Therefore, we argue that multiparty homomorphic encryption involves processing anonymized data under EU data protection law. Although homomorphic encryption, secure multiparty computation, and multiparty homomorphic encryption do not obliviate the need for a joint controllership agreement, they lessen the administrative burden required for data sharing. Furthermore, they promote the use of standard processing agreements that can help ameliorate the impacts of national differences within and outside the European Union.

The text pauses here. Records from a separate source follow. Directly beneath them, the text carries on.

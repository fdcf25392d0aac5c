//! Active health probes.
//!
//! Probes are stateless, read-only and safe to run concurrently. They are
//! invoked on demand by the health endpoints in [`crate::web`].

pub mod broker;
pub mod mail;

pub use broker::BrokerProbe;
pub use mail::MailProbe;

use std::panic::AssertUnwindSafe;
use std::sync::Arc;

use async_trait::async_trait;
use futures::future::join_all;
use futures::FutureExt;
use serde::Serialize;
use tracing::error;

/// Result of a single probe.
#[derive(Debug, Clone, Copy, PartialEq, Eq, PartialOrd, Ord, Serialize)]
#[serde(rename_all = "lowercase")]
pub enum HealthStatus {
    Healthy,
    Unhealthy,
    /// The probe itself failed unexpectedly.
    Unknown,
}

/// Status plus free-text diagnostics.
#[derive(Debug, Clone, PartialEq, Eq, Serialize)]
pub struct HealthReport {
    pub status: HealthStatus,
    pub description: String,
    #[serde(skip_serializing_if = "Option::is_none")]
    pub error: Option<String>,
}

impl HealthReport {
    pub fn healthy(description: impl Into<String>) -> Self {
        Self {
            status: HealthStatus::Healthy,
            description: description.into(),
            error: None,
        }
    }

    pub fn unhealthy(description: impl Into<String>, error: Option<String>) -> Self {
        Self {
            status: HealthStatus::Unhealthy,
            description: description.into(),
            error,
        }
    }

    pub fn unknown(description: impl Into<String>) -> Self {
        Self {
            status: HealthStatus::Unknown,
            description: description.into(),
            error: None,
        }
    }

    pub fn is_healthy(&self) -> bool {
        self.status == HealthStatus::Healthy
    }
}

/// An on-demand dependency check.
#[async_trait]
pub trait HealthProbe: Send + Sync {
    /// Stable name used in reports and URLs.
    fn name(&self) -> &'static str;

    async fn check(&self) -> HealthReport;
}

/// One probe's report inside a [`HealthSummary`].
#[derive(Debug, Clone, PartialEq, Eq, Serialize)]
pub struct NamedReport {
    pub name: &'static str,
    #[serde(flatten)]
    pub report: HealthReport,
}

/// Aggregate of several probes; `status` is the worst individual status.
#[derive(Debug, Clone, PartialEq, Eq, Serialize)]
pub struct HealthSummary {
    pub status: HealthStatus,
    pub checks: Vec<NamedReport>,
}

/// Run one probe, mapping a panic to [`HealthStatus::Unknown`].
pub async fn run_probe(probe: &dyn HealthProbe) -> HealthReport {
    match AssertUnwindSafe(probe.check()).catch_unwind().await {
        Ok(report) => report,
        Err(_) => {
            error!(probe = probe.name(), "health_probe_panicked");
            HealthReport::unknown(format!("{} probe failed unexpectedly", probe.name()))
        }
    }
}

/// Run all probes concurrently.
pub async fn check_all(probes: &[Arc<dyn HealthProbe>]) -> HealthSummary {
    let reports = join_all(probes.iter().map(|probe| async move {
        NamedReport {
            name: probe.name(),
            report: run_probe(probe.as_ref()).await,
        }
    }))
    .await;

    let status = reports
        .iter()
        .map(|r| r.report.status)
        .max()
        .unwrap_or(HealthStatus::Healthy);

    HealthSummary {
        status,
        checks: reports,
    }
}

Accordingly, we submit that multiparty homomorphic encryption, along with other forms of advanced privacy-enhancing technologies, should represent the standard for health data processing in low trust environments [66]. This processing can include performing computations on sensitive forms of data, such as providing genomic diagnoses without revealing the entire sequence for a patient [67]. Furthermore, the encrypted outputs of homomorphic encryption and secure multiparty computation are mathematically private, as they do not reveal any personal data [68]. Finally, the fact that multiparty homomorphic encryption involves processing anonymized data broadens the purposes for which health-related data can be used. For example, as part of a clinical trial protocol data might be collected from patients via their personal devices. These devices can either store these data locally or transmit them to a hospital. The data may then be queried in an anonymized form as part of a research project without needing to seek additional consent that would otherwise be required under data protection law for those data to be processed [69]. The ability to reuse data that are stored on a patient’s personal device can also help support innovative forms of clinical trials, such as remote patient monitoring. The various states of data processed using novel privacy-enhancing technologies such as multiparty homomorphic encryption is displayed in Figure 2. Table 1 demonstrates the status of personal data at different stages of processing.

Figure 2

Comparison of the status of personal data under a distributed approach relying upon traditional privacy-enhancing technologies (eg, aggregation and pseudonymization) and a distributed approach relying on multiparty homomorphic encryption (eg, homomorphic encryption and secure multiparty computation).

Table 1

Data status at different stages of processing.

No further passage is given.